### Saved entries
------------------------

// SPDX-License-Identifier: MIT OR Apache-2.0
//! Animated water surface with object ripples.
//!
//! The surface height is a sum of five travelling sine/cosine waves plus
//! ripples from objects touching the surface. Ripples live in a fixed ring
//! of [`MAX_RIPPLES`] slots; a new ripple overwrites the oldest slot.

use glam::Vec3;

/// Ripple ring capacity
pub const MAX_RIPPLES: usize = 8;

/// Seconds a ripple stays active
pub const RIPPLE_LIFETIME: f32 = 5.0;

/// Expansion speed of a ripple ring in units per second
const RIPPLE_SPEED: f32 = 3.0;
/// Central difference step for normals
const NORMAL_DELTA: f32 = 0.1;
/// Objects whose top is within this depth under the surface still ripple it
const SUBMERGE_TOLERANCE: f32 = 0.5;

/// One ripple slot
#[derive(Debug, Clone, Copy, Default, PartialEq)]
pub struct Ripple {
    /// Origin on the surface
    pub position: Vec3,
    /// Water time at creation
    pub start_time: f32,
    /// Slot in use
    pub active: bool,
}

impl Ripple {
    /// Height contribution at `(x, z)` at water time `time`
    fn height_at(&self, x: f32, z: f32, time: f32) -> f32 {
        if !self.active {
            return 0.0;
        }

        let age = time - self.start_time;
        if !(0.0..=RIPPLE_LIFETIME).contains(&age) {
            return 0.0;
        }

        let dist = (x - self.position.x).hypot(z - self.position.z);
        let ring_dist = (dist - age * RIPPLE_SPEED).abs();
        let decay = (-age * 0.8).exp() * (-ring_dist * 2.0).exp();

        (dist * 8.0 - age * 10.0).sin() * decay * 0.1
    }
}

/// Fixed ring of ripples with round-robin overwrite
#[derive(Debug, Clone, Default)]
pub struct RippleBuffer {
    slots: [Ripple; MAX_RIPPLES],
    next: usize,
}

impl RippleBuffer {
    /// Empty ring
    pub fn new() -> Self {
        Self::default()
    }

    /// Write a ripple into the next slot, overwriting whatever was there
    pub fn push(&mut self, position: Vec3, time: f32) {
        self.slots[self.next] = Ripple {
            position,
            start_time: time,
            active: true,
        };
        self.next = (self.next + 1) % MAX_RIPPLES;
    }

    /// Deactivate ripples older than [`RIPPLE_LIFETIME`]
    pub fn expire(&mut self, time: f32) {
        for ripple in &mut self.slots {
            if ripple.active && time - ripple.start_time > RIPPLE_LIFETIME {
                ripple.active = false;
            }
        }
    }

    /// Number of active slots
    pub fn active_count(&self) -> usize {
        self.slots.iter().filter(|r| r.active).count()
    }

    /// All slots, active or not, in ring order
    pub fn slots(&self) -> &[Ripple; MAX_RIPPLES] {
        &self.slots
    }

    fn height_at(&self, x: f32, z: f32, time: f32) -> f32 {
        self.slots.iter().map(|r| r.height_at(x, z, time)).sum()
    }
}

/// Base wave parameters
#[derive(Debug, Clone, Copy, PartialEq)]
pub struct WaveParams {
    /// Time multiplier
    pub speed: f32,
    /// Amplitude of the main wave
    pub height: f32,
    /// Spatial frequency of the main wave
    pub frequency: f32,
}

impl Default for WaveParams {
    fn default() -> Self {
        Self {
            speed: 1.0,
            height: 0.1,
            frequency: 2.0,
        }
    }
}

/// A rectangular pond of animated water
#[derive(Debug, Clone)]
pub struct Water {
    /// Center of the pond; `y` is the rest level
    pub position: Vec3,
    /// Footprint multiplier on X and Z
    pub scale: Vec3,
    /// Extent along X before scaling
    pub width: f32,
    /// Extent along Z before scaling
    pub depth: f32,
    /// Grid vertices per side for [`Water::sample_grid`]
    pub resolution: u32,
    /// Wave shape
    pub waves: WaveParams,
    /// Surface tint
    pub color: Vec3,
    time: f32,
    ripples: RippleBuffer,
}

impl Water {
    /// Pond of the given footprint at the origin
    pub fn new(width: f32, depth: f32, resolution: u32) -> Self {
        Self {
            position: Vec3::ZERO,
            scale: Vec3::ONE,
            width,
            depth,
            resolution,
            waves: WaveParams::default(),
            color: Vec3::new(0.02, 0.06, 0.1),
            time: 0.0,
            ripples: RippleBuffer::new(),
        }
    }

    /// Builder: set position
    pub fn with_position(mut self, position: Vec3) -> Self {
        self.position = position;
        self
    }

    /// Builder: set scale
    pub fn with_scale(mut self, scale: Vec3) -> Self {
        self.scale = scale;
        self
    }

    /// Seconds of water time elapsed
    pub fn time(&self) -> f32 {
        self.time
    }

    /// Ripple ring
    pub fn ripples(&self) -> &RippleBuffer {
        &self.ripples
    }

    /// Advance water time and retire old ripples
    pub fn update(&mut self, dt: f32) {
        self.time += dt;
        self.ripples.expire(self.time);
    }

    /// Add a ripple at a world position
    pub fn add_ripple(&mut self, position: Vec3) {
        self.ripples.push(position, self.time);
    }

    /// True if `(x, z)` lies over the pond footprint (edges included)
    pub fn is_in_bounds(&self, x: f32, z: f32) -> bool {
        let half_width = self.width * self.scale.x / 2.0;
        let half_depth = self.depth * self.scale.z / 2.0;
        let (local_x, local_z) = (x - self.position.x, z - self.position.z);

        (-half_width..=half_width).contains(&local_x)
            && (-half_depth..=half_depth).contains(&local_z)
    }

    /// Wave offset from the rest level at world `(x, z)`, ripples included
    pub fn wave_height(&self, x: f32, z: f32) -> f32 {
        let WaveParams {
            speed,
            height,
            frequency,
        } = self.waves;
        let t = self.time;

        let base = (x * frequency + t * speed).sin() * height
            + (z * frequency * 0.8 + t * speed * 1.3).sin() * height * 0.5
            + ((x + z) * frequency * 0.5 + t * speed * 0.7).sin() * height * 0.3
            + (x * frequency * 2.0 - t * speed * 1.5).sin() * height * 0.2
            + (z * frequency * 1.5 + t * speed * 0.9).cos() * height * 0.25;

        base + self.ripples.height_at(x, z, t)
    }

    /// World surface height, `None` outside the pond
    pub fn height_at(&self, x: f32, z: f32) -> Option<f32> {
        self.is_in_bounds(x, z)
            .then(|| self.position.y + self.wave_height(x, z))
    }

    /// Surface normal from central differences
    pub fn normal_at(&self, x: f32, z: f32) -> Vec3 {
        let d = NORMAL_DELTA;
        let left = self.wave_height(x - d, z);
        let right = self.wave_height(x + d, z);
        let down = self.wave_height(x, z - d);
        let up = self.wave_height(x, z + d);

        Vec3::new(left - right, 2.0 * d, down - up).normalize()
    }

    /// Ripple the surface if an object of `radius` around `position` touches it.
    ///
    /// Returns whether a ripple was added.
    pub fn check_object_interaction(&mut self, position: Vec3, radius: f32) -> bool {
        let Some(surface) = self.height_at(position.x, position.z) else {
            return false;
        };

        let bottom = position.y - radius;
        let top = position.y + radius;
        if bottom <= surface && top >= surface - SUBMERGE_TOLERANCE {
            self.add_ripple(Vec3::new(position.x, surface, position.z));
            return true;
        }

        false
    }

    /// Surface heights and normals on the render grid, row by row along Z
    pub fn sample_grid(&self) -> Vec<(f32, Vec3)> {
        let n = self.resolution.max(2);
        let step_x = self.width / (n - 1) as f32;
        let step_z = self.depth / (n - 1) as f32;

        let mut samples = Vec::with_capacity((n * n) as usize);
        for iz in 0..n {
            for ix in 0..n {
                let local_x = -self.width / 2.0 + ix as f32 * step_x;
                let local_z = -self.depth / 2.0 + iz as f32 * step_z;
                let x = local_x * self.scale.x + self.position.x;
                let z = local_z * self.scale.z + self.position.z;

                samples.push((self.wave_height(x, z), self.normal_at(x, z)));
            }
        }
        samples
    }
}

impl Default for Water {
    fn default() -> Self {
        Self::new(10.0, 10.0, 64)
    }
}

------------------------

Every line above from the line with "return false;" to the line with "let local_x = -self.width", both included, must be reproduced exactly, and no other line may appear.

### EXERCISE SOLUTION
            return false;
        };

        let bottom = position.y - radius;
        let top = position.y + radius;
        if bottom <= surface && top >= surface - SUBMERGE_TOLERANCE {
            self.add_ripple(Vec3::new(position.x, surface, position.z));
            return true;
        }

        false
    }

    /// Surface heights and normals on the render grid, row by row along Z
    pub fn sample_grid(&self) -> Vec<(f32, Vec3)> {
        let n = self.resolution.max(2);
        let step_x = self.width / (n - 1) as f32;
        let step_z = self.depth / (n - 1) as f32;

        let mut samples = Vec::with_capacity((n * n) as usize);
        for iz in 0..n {
            for ix in 0..n {
                let local_x = -self.width / 2.0 + ix as f32 * step_x;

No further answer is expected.